[Stored data]

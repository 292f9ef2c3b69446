use axum::{
    extract::State,
    http::StatusCode,
    routing::get,
    Router,
};
use std::sync::Arc;
use tracing::info;
use uuid::Uuid;

use crate::{
    auth::AuthUser,
    errors::ApiError,
    extract::{Json, Path},
    models::{BlogPost, CreateBlogPost, UpdateBlogPost},
    permissions::{Action, Resource},
    AppState,
};

pub fn router() -> Router<Arc<AppState>> {
    Router::new()
        .route("/", get(list_blog_posts).post(create_blog_post))
        .route("/{id}", get(get_blog_post).put(update_blog_post).delete(delete_blog_post))
}

#[utoipa::path(
    get,
    path = "/api/admin/blog",
    tag = "admin",
    operation_id = "admin_list_blog_posts",
    security(("bearer_auth" = [])),
    responses(
        (status = 200, description = "All posts, drafts included", body = Vec<BlogPost>),
        (status = 403, description = "Forbidden")
    )
)]
pub async fn list_blog_posts(
    auth_user: AuthUser,
    State(state): State<Arc<AppState>>,
) -> Result<Json<Vec<BlogPost>>, ApiError> {
    auth_user.require(Resource::Blog, Action::Read)?;
    Ok(Json(state.require_db()?.get_all_blog_posts().await?))
}

#[utoipa::path(
    get,
    path = "/api/admin/blog/{id}",
    tag = "admin",
    operation_id = "admin_get_blog_post",
    security(("bearer_auth" = [])),
    params(("id" = Uuid, Path, description = "Record ID")),
    responses(
        (status = 200, description = "The record", body = BlogPost),
        (status = 403, description = "Forbidden"),
        (status = 404, description = "Not found")
    )
)]
pub async fn get_blog_post(
    auth_user: AuthUser,
    State(state): State<Arc<AppState>>,
    Path(id): Path<Uuid>,
) -> Result<Json<BlogPost>, ApiError> {
    auth_user.require(Resource::Blog, Action::Read)?;
    state
        .require_db()?
        .get_blog_post_by_id(id)
        .await?
        .map(Json)
        .ok_or(ApiError::NotFound)
}

#[utoipa::path(
    post,
    path = "/api/admin/blog",
    tag = "admin",
    operation_id = "admin_create_blog_post",
    security(("bearer_auth" = [])),
    request_body = CreateBlogPost,
    responses(
        (status = 201, description = "Created", body = BlogPost),
        (status = 400, description = "Invalid payload"),
        (status = 403, description = "Forbidden"),
        (status = 409, description = "Duplicate slug")
    )
)]
pub async fn create_blog_post(
    auth_user: AuthUser,
    State(state): State<Arc<AppState>>,
    Json(payload): Json<CreateBlogPost>,
) -> Result<(StatusCode, Json<BlogPost>), ApiError> {
    auth_user.require(Resource::Blog, Action::Create)?;
    let payload = payload.validate()?;
    let created = state.require_db()?.create_blog_post(&payload).await?;
    info!(
        "{} created blog post {} ({})",
        auth_user.username,
        created.slug,
        if created.published { "published" } else { "draft" }
    );

    Ok((StatusCode::CREATED, Json(created)))
}

#[utoipa::path(
    put,
    path = "/api/admin/blog/{id}",
    tag = "admin",
    operation_id = "admin_update_blog_post",
    security(("bearer_auth" = [])),
    params(("id" = Uuid, Path, description = "Record ID")),
    request_body = UpdateBlogPost,
    responses(
        (status = 200, description = "Updated", body = BlogPost),
        (status = 400, description = "Invalid payload"),
        (status = 403, description = "Forbidden"),
        (status = 404, description = "Not found"),
        (status = 409, description = "Duplicate slug")
    )
)]
pub async fn update_blog_post(
    auth_user: AuthUser,
    State(state): State<Arc<AppState>>,
    Path(id): Path<Uuid>,
    Json(patch): Json<UpdateBlogPost>,
) -> Result<Json<BlogPost>, ApiError> {
    auth_user.require(Resource::Blog, Action::Update)?;
    let db = state.require_db()?;

    let existing = db.get_blog_post_by_id(id).await?.ok_or(ApiError::NotFound)?;
    let merged = patch.apply(existing)?;
    let updated = db.update_blog_post(&merged).await?.ok_or(ApiError::NotFound)?;
    info!("{} updated blog post {}", auth_user.username, id);

    Ok(Json(updated))
}

#[utoipa::path(
    delete,
    path = "/api/admin/blog/{id}",
    tag = "admin",
    operation_id = "admin_delete_blog_post",
    security(("bearer_auth" = [])),
    params(("id" = Uuid, Path, description = "Record ID")),
    responses(
        (status = 204, description = "Deleted"),
        (status = 403, description = "Forbidden"),
        (status = 404, description = "Not found")
    )
)]
pub async fn delete_blog_post(
    auth_user: AuthUser,
    State(state): State<Arc<AppState>>,
    Path(id): Path<Uuid>,
) -> Result<StatusCode, ApiError> {
    auth_user.require(Resource::Blog, Action::Delete)?;

    if !state.require_db()?.delete_blog_post(id).await? {
        return Err(ApiError::NotFound);
    }
    info!("{} deleted blog post {}", auth_user.username, id);

    Ok(StatusCode::NO_CONTENT)
}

ABOUT THIS EXERCISE: Exactly reproduce every record.

RESPONSE BOX:
repository 292f9ef2c3b69446
use axum::{
    extract::State,
    http::StatusCode,
    routing::get,
    Router,
};
use std::sync::Arc;
use tracing::info;
use uuid::Uuid;

use crate::{
    auth::AuthUser,
    errors::ApiError,
    extract::{Json, Path},
    models::{BlogPost, CreateBlogPost, UpdateBlogPost},
    permissions::{Action, Resource},
    AppState,
};

pub fn router() -> Router<Arc<AppState>> {
    Router::new()
        .route("/", get(list_blog_posts).post(create_blog_post))
        .route("/{id}", get(get_blog_post).put(update_blog_post).delete(delete_blog_post))
}

#[utoipa::path(
    get,
    path = "/api/admin/blog",
    tag = "admin",
    operation_id = "admin_list_blog_posts",
    security(("bearer_auth" = [])),
    responses(
        (status = 200, description = "All posts, drafts included", body = Vec<BlogPost>),
        (status = 403, description = "Forbidden")
    )
)]
pub async fn list_blog_posts(
    auth_user: AuthUser,
    State(state): State<Arc<AppState>>,
) -> Result<Json<Vec<BlogPost>>, ApiError> {
    auth_user.require(Resource::Blog, Action::Read)?;
    Ok(Json(state.require_db()?.get_all_blog_posts().await?))
}

#[utoipa::path(
    get,
    path = "/api/admin/blog/{id}",
    tag = "admin",
    operation_id = "admin_get_blog_post",
    security(("bearer_auth" = [])),
    params(("id" = Uuid, Path, description = "Record ID")),
    responses(
        (status = 200, description = "The record", body = BlogPost),
        (status = 403, description = "Forbidden"),
        (status = 404, description = "Not found")
    )
)]
pub async fn get_blog_post(
    auth_user: AuthUser,
    State(state): State<Arc<AppState>>,
    Path(id): Path<Uuid>,
) -> Result<Json<BlogPost>, ApiError> {
    auth_user.require(Resource::Blog, Action::Read)?;
    state
        .require_db()?
        .get_blog_post_by_id(id)
        .await?
        .map(Json)
        .ok_or(ApiError::NotFound)
}

#[utoipa::path(
    post,
    path = "/api/admin/blog",
    tag = "admin",
    operation_id = "admin_create_blog_post",
    security(("bearer_auth" = [])),
    request_body = CreateBlogPost,
    responses(
        (status = 201, description = "Created", body = BlogPost),
        (status = 400, description = "Invalid payload"),
        (status = 403, description = "Forbidden"),
        (status = 409, description = "Duplicate slug")
    )
)]
pub async fn create_blog_post(
    auth_user: AuthUser,
    State(state): State<Arc<AppState>>,
    Json(payload): Json<CreateBlogPost>,
) -> Result<(StatusCode, Json<BlogPost>), ApiError> {
    auth_user.require(Resource::Blog, Action::Create)?;
    let payload = payload.validate()?;
    let created = state.require_db()?.create_blog_post(&payload).await?;
    info!(
        "{} created blog post {} ({})",
        auth_user.username,
        created.slug,
        if created.published { "published" } else { "draft" }
    );

    Ok((StatusCode::CREATED, Json(created)))
}

#[utoipa::path(
    put,
    path = "/api/admin/blog/{id}",
    tag = "admin",
    operation_id = "admin_update_blog_post",
    security(("bearer_auth" = [])),
    params(("id" = Uuid, Path, description = "Record ID")),
    request_body = UpdateBlogPost,
    responses(
        (status = 200, description = "Updated", body = BlogPost),
        (status = 400, description = "Invalid payload"),
        (status = 403, description = "Forbidden"),
        (status = 404, description = "Not found"),
        (status = 409, description = "Duplicate slug")
    )
)]
pub async fn update_blog_post(
    auth_user: AuthUser,
    State(state): State<Arc<AppState>>,
    Path(id): Path<Uuid>,
    Json(patch): Json<UpdateBlogPost>,
) -> Result<Json<BlogPost>, ApiError> {
    auth_user.require(Resource::Blog, Action::Update)?;
    let db = state.require_db()?;

    let existing = db.get_blog_post_by_id(id).await?.ok_or(ApiError::NotFound)?;
    let merged = patch.apply(existing)?;
    let updated = db.update_blog_post(&merged).await?.ok_or(ApiError::NotFound)?;
    info!("{} updated blog post {}", auth_user.username, id);

    Ok(Json(updated))
}

#[utoipa::path(
    delete,
    path = "/api/admin/blog/{id}",
    tag = "admin",
    operation_id = "admin_delete_blog_post",
    security(("bearer_auth" = [])),
    params(("id" = Uuid, Path, description = "Record ID")),
    responses(
        (status = 204, description = "Deleted"),
        (status = 403, description = "Forbidden"),
        (status = 404, description = "Not found")
    )
)]
pub async fn delete_blog_post(
    auth_user: AuthUser,
    State(state): State<Arc<AppState>>,
    Path(id): Path<Uuid>,
) -> Result<StatusCode, ApiError> {
    auth_user.require(Resource::Blog, Action::Delete)?;

    if !state.require_db()?.delete_blog_post(id).await? {
        return Err(ApiError::NotFound);
    }
    info!("{} deleted blog post {}", auth_user.username, id);

    Ok(StatusCode::NO_CONTENT)
}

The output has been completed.